# Task statement:
The listing that follows should be duplicated character for character.

# Given records:
● ● ●

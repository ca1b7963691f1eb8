use serde_json::json;

use crate::filter::{FilterError, FilterPredicate, FnFilter, LdapFilter, ldap};
use crate::properties::Properties;

fn props() -> Properties {
    Properties::from_pairs([
        ("objectclass", json!(["org.example.Greeter", "org.example.Named"])),
        ("service.id", json!(7)),
        ("service.ranking", json!(10)),
        ("Language", json!("English")),
        ("enabled", json!(true)),
        ("motto", json!("Hello World")),
    ])
    .unwrap()
}

#[test]
fn test_equality_and_arrays() {
    let p = props();
    assert!(LdapFilter::parse("(objectclass=org.example.Greeter)").unwrap().matches(&p));
    assert!(LdapFilter::parse("(objectclass=org.example.Named)").unwrap().matches(&p));
    assert!(!LdapFilter::parse("(objectclass=org.example.Other)").unwrap().matches(&p));
    assert!(LdapFilter::parse("(service.id=7)").unwrap().matches(&p));
    assert!(LdapFilter::parse("(enabled=TRUE)").unwrap().matches(&p));
}

#[test]
fn test_composite_operators() {
    let p = props();
    let filter = LdapFilter::parse("(&(service.ranking>=5)(|(language=German)(language=English))(!(enabled=false)))").unwrap();
    assert!(filter.matches(&p));
    assert!(!LdapFilter::parse("(&(service.ranking>=11)(enabled=true))").unwrap().matches(&p));
    assert!(LdapFilter::parse("(service.ranking<=10)").unwrap().matches(&p));
}

#[test]
fn test_key_case_sensitivity() {
    let p = props();
    let filter = LdapFilter::parse("(language=English)").unwrap();
    assert!(filter.evaluate(&p, false));
    assert!(!filter.evaluate(&p, true));
}

#[test]
fn test_substring_presence_and_approx() {
    let p = props();
    assert!(LdapFilter::parse("(motto=Hello*)").unwrap().matches(&p));
    assert!(LdapFilter::parse("(motto=*World)").unwrap().matches(&p));
    assert!(LdapFilter::parse("(motto=H*o W*d)").unwrap().matches(&p));
    assert!(!LdapFilter::parse("(motto=*Moon*)").unwrap().matches(&p));
    assert!(LdapFilter::parse("(motto=*)").unwrap().matches(&p));
    assert!(!LdapFilter::parse("(missing=*)").unwrap().matches(&p));
    assert!(LdapFilter::parse("(motto~=helloworld)").unwrap().matches(&p));
}

#[test]
fn test_escaped_characters() {
    let p = Properties::from_pairs([("path", json!("a*(b)"))]).unwrap();
    assert!(LdapFilter::parse(r"(path=a\*\(b\))").unwrap().matches(&p));
}

#[test]
fn test_malformed_filters_report_position() {
    assert_eq!(LdapFilter::parse("  ").unwrap_err(), FilterError::Empty);
    for bad in ["objectclass=x", "(objectclass=x", "(&)", "(=x)", "(a=x))", "(a>=x*)", "(a!x)"] {
        match LdapFilter::parse(bad) {
            Err(FilterError::Syntax { expression, .. }) => assert_eq!(expression, bad),
            other => panic!("expected syntax error for {bad}, got {other:?}"),
        }
    }
}

#[test]
fn test_simple_terms_detection() {
    let keys = ["objectclass", "service.id"];
    let simple = ldap("(|(objectclass=A)(objectclass=B)(service.id=3))").unwrap();
    let terms = simple.simple_terms(&keys).unwrap();
    assert_eq!(terms[0], vec!["A".to_string(), "B".to_string()]);
    assert_eq!(terms[1], vec!["3".to_string()]);

    assert!(ldap("(objectclass=A*)").unwrap().simple_terms(&keys).is_none());
    assert!(ldap("(&(objectclass=A)(x=1))").unwrap().simple_terms(&keys).is_none());
    assert!(ldap("(other=1)").unwrap().simple_terms(&keys).is_none());
}

#[test]
fn test_simple_terms_skip_loose_literals() {
    let keys = ["objectclass", "service.id"];
    for expression in ["(objectclass= A)", "(service.id=01)", "(service.id=+1)", "(service.id=1.0)", "(objectclass=TRUE)"] {
        assert!(ldap(expression).unwrap().simple_terms(&keys).is_none(), "{expression} was indexed");
    }
    assert!(ldap("(|(objectclass=A)(service.id=07))").unwrap().simple_terms(&keys).is_none());
    assert!(ldap("(|(service.id=-3)(objectclass=true))").unwrap().simple_terms(&keys).is_some());
}

#[test]
fn test_fn_filter_adapter() {
    let filter = FnFilter::shared("ranked", |p: &Properties| p.get("service.ranking").is_some());
    assert!(filter.evaluate(&props(), true));
    assert_eq!(filter.expression(), "ranked");
    assert!(filter.simple_terms(&["objectclass"]).is_none());
}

● ● ●

# Final answer:
repository ca1b7963691f1eb8
use serde_json::json;

use crate::filter::{FilterError, FilterPredicate, FnFilter, LdapFilter, ldap};
use crate::properties::Properties;

fn props() -> Properties {
    Properties::from_pairs([
        ("objectclass", json!(["org.example.Greeter", "org.example.Named"])),
        ("service.id", json!(7)),
        ("service.ranking", json!(10)),
        ("Language", json!("English")),
        ("enabled", json!(true)),
        ("motto", json!("Hello World")),
    ])
    .unwrap()
}

#[test]
fn test_equality_and_arrays() {
    let p = props();
    assert!(LdapFilter::parse("(objectclass=org.example.Greeter)").unwrap().matches(&p));
    assert!(LdapFilter::parse("(objectclass=org.example.Named)").unwrap().matches(&p));
    assert!(!LdapFilter::parse("(objectclass=org.example.Other)").unwrap().matches(&p));
    assert!(LdapFilter::parse("(service.id=7)").unwrap().matches(&p));
    assert!(LdapFilter::parse("(enabled=TRUE)").unwrap().matches(&p));
}

#[test]
fn test_composite_operators() {
    let p = props();
    let filter = LdapFilter::parse("(&(service.ranking>=5)(|(language=German)(language=English))(!(enabled=false)))").unwrap();
    assert!(filter.matches(&p));
    assert!(!LdapFilter::parse("(&(service.ranking>=11)(enabled=true))").unwrap().matches(&p));
    assert!(LdapFilter::parse("(service.ranking<=10)").unwrap().matches(&p));
}

#[test]
fn test_key_case_sensitivity() {
    let p = props();
    let filter = LdapFilter::parse("(language=English)").unwrap();
    assert!(filter.evaluate(&p, false));
    assert!(!filter.evaluate(&p, true));
}

#[test]
fn test_substring_presence_and_approx() {
    let p = props();
    assert!(LdapFilter::parse("(motto=Hello*)").unwrap().matches(&p));
    assert!(LdapFilter::parse("(motto=*World)").unwrap().matches(&p));
    assert!(LdapFilter::parse("(motto=H*o W*d)").unwrap().matches(&p));
    assert!(!LdapFilter::parse("(motto=*Moon*)").unwrap().matches(&p));
    assert!(LdapFilter::parse("(motto=*)").unwrap().matches(&p));
    assert!(!LdapFilter::parse("(missing=*)").unwrap().matches(&p));
    assert!(LdapFilter::parse("(motto~=helloworld)").unwrap().matches(&p));
}

#[test]
fn test_escaped_characters() {
    let p = Properties::from_pairs([("path", json!("a*(b)"))]).unwrap();
    assert!(LdapFilter::parse(r"(path=a\*\(b\))").unwrap().matches(&p));
}

#[test]
fn test_malformed_filters_report_position() {
    assert_eq!(LdapFilter::parse("  ").unwrap_err(), FilterError::Empty);
    for bad in ["objectclass=x", "(objectclass=x", "(&)", "(=x)", "(a=x))", "(a>=x*)", "(a!x)"] {
        match LdapFilter::parse(bad) {
            Err(FilterError::Syntax { expression, .. }) => assert_eq!(expression, bad),
            other => panic!("expected syntax error for {bad}, got {other:?}"),
        }
    }
}

#[test]
fn test_simple_terms_detection() {
    let keys = ["objectclass", "service.id"];
    let simple = ldap("(|(objectclass=A)(objectclass=B)(service.id=3))").unwrap();
    let terms = simple.simple_terms(&keys).unwrap();
    assert_eq!(terms[0], vec!["A".to_string(), "B".to_string()]);
    assert_eq!(terms[1], vec!["3".to_string()]);

    assert!(ldap("(objectclass=A*)").unwrap().simple_terms(&keys).is_none());
    assert!(ldap("(&(objectclass=A)(x=1))").unwrap().simple_terms(&keys).is_none());
    assert!(ldap("(other=1)").unwrap().simple_terms(&keys).is_none());
}

#[test]
fn test_simple_terms_skip_loose_literals() {
    let keys = ["objectclass", "service.id"];
    for expression in ["(objectclass= A)", "(service.id=01)", "(service.id=+1)", "(service.id=1.0)", "(objectclass=TRUE)"] {
        assert!(ldap(expression).unwrap().simple_terms(&keys).is_none(), "{expression} was indexed");
    }
    assert!(ldap("(|(objectclass=A)(service.id=07))").unwrap().simple_terms(&keys).is_none());
    assert!(ldap("(|(service.id=-3)(objectclass=true))").unwrap().simple_terms(&keys).is_some());
}

#[test]
fn test_fn_filter_adapter() {
    let filter = FnFilter::shared("ranked", |p: &Properties| p.get("service.ranking").is_some());
    assert!(filter.evaluate(&props(), true));
    assert_eq!(filter.expression(), "ranked");
    assert!(filter.simple_terms(&["objectclass"]).is_none());
}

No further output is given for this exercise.